The socket implementation of Linux allows two end points to communicate. The socket API provides a standard set of functions and data structures. With RTNETLINK, the two end points in communication are user space and kernel space. The following sequence of socket calls have to be made when manipulating the networking environment through RTNETLINK:

The socket() function opens an unattached end point to communicate with the kernel. The function prototype of this call is as follows:

int socket(int domain, int type, int protocol);

The domain refers to what type of socket is being used. For RTNETLINK, we use AF_NETLINK (PF_NETLINK). type refers to the type of protocol used when communicating. This can be raw (SOCK_RAW) or datagram (SOCK_DGRAM). This is not relevant for RTNETLINK sockets and either can be used. protocol refers to the exact NETLINK capability that we use; in our case, it is NETLINK_ROUTE. This function returns an integer with a positive number called the socket descriptor, if the socket opening was successful. This descriptor will be used in all the future RTNETLINK calls until the socket is closed. If there was a failure, a negative value is returned, and the system error variable errno included in errno.h is set to the appropriate error code.

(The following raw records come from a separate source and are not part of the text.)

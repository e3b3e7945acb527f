//! Error handling module
//!
//! Centralized error types and HTTP response conversion.

use axum::http::StatusCode;
use axum::response::{IntoResponse, Response};
use axum::Json;
use serde::Serialize;
use uuid::Uuid;

use crate::domain::DomainError;
use crate::store::StoreError;

/// Application-wide Result type
pub type AppResult<T> = Result<T, AppError>;

/// Application error types
#[derive(Debug, thiserror::Error)]
pub enum AppError {
    // Client errors (4xx)
    #[error("Invalid request: {0}")]
    InvalidRequest(String),

    #[error("Account not found: {account_id}")]
    AccountNotFound {
        account_id: Uuid,
        operation_id: Option<Uuid>,
    },

    #[error("Account already exists: {0}")]
    AccountAlreadyExists(Uuid),

    // Domain errors
    #[error(transparent)]
    Domain(#[from] DomainError),

    // Server errors (5xx)
    #[error("Storage error: {0}")]
    Storage(StoreError),

    #[error("Internal error: {0}")]
    Internal(String),

    #[error("Configuration error: {0}")]
    Config(#[from] crate::config::ConfigError),
}

impl AppError {
    /// Attach the operation id of the failed mutation, where the error carries one
    pub fn with_operation(self, operation_id: Uuid) -> Self {
        match self {
            AppError::AccountNotFound { account_id, .. } => AppError::AccountNotFound {
                account_id,
                operation_id: Some(operation_id),
            },
            other => other,
        }
    }

    /// Whether the caller may retry the same request later
    pub fn is_transient(&self) -> bool {
        matches!(self, AppError::Storage(e) if e.is_transient())
    }
}

impl From<StoreError> for AppError {
    fn from(err: StoreError) -> Self {
        match err {
            StoreError::AccountNotFound(account_id) => AppError::AccountNotFound {
                account_id,
                operation_id: None,
            },
            StoreError::AccountAlreadyExists(account_id) => {
                AppError::AccountAlreadyExists(account_id)
            }
            other => AppError::Storage(other),
        }
    }
}

/// Error response body
#[derive(Debug, Serialize)]
#[serde(rename_all = "camelCase")]
pub struct ErrorResponse {
    pub error: String,
    pub error_code: String,
    #[serde(skip_serializing_if = "Option::is_none")]
    pub details: Option<String>,
    #[serde(skip_serializing_if = "Option::is_none")]
    pub operation_id: Option<Uuid>,
}

impl IntoResponse for AppError {
    fn into_response(self) -> Response {
        let mut operation_id = None;

        let (status, error_code, details) = match &self {
            // 400 Bad Request
            AppError::InvalidRequest(msg) => {
                (StatusCode::BAD_REQUEST, "invalid_request", Some(msg.clone()))
            }

            // 404 Not Found
            AppError::AccountNotFound {
                account_id,
                operation_id: op,
            } => {
                operation_id = *op;
                (StatusCode::NOT_FOUND, "account_not_found", Some(account_id.to_string()))
            }

            // 409 Conflict
            AppError::AccountAlreadyExists(id) => {
                (StatusCode::CONFLICT, "account_already_exists", Some(id.to_string()))
            }

            // Domain errors - map to appropriate HTTP status
            AppError::Domain(domain_err) => match domain_err {
                DomainError::InvalidAmount(msg) => {
                    (StatusCode::BAD_REQUEST, "invalid_amount", Some(msg.clone()))
                }
                DomainError::InsufficientFunds { .. } => (
                    StatusCode::CONFLICT,
                    "insufficient_funds",
                    Some(domain_err.to_string()),
                ),
            },

            // 503 / 500
            AppError::Storage(StoreError::LockTimeout { account_id, waited_ms }) => (
                StatusCode::SERVICE_UNAVAILABLE,
                "lock_timeout",
                Some(format!("account {} busy after {}ms", account_id, waited_ms)),
            ),
            AppError::Storage(e) => {
                tracing::error!("Storage error: {:?}", e);
                (StatusCode::INTERNAL_SERVER_ERROR, "storage_error", None)
            }
            AppError::Internal(msg) => {
                tracing::error!("Internal error: {}", msg);
                (StatusCode::INTERNAL_SERVER_ERROR, "internal_error", None)
            }
            AppError::Config(e) => {
                tracing::error!("Config error: {:?}", e);
                (StatusCode::INTERNAL_SERVER_ERROR, "config_error", None)
            }
        };

        let body = ErrorResponse {
            error: self.to_string(),
            error_code: error_code.to_string(),
            details,
            operation_id,
        };

        (status, Json(body)).into_response()
    }
}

The following is an example of a call to open an RTNETLINK socket:

int fd;
...
fd = socket(AF_NETLINK, SOCK_RAW, NETLINK_ROUTE);

Once the socket is opened, it has to be bound to a local address. The user application can use a unique 32-bit ID to identify the local address. The function prototype of bind is as follows:

int bind(int fd, struct sockaddr *my_addr,
                              socklen_t addrlen);

To bind, the caller must provide a local address using the sockaddr_nl structure. This structure in the linux/netlink.h #include file has the following format:

struct sockaddr_nl
{
  sa_family_t     nl_family; // AF_NETLINK
  unsigned short  nl_pad;    // zero
  __u32           nl_pid;    // process pid
  __u32           nl_groups; // multicast grps mask
};

The nl_pid must contain a unique ID, which can be created using the return of the getpid() function. This function returns the process ID of the current user process that opened the RTNETLINK socket. But, if our process consists of multiple threads with each thread opening different RTNETLINK sockets, a modified process ID can be used.

Once this structure is filled, the binding can be done. The bind function returns zero if the operation succeeded. A negative number is returned in the case of failure, and the system error variable is set. The following is an example of calling bind:

struct sockaddr_nl la;
...
bzero(&la, sizeof(la));
la.nl_family = AF_NETLINK;
la.nl_pad = 0;
la.nl_pid = getpid();
la.nl_groups = 0;
rtn = bind(fd, (struct sockaddr*) &la, sizeof(la));

If the operation you require is multicast-based, you must set nl_groups to join the multicast group associated with the required RTNETLINK operation. For example, if you want to be notified of the changes to the routing table by other processes, you must OR (|) the RTMGRP_IPV4_ROUTE and RTMGRP_NOTIFY.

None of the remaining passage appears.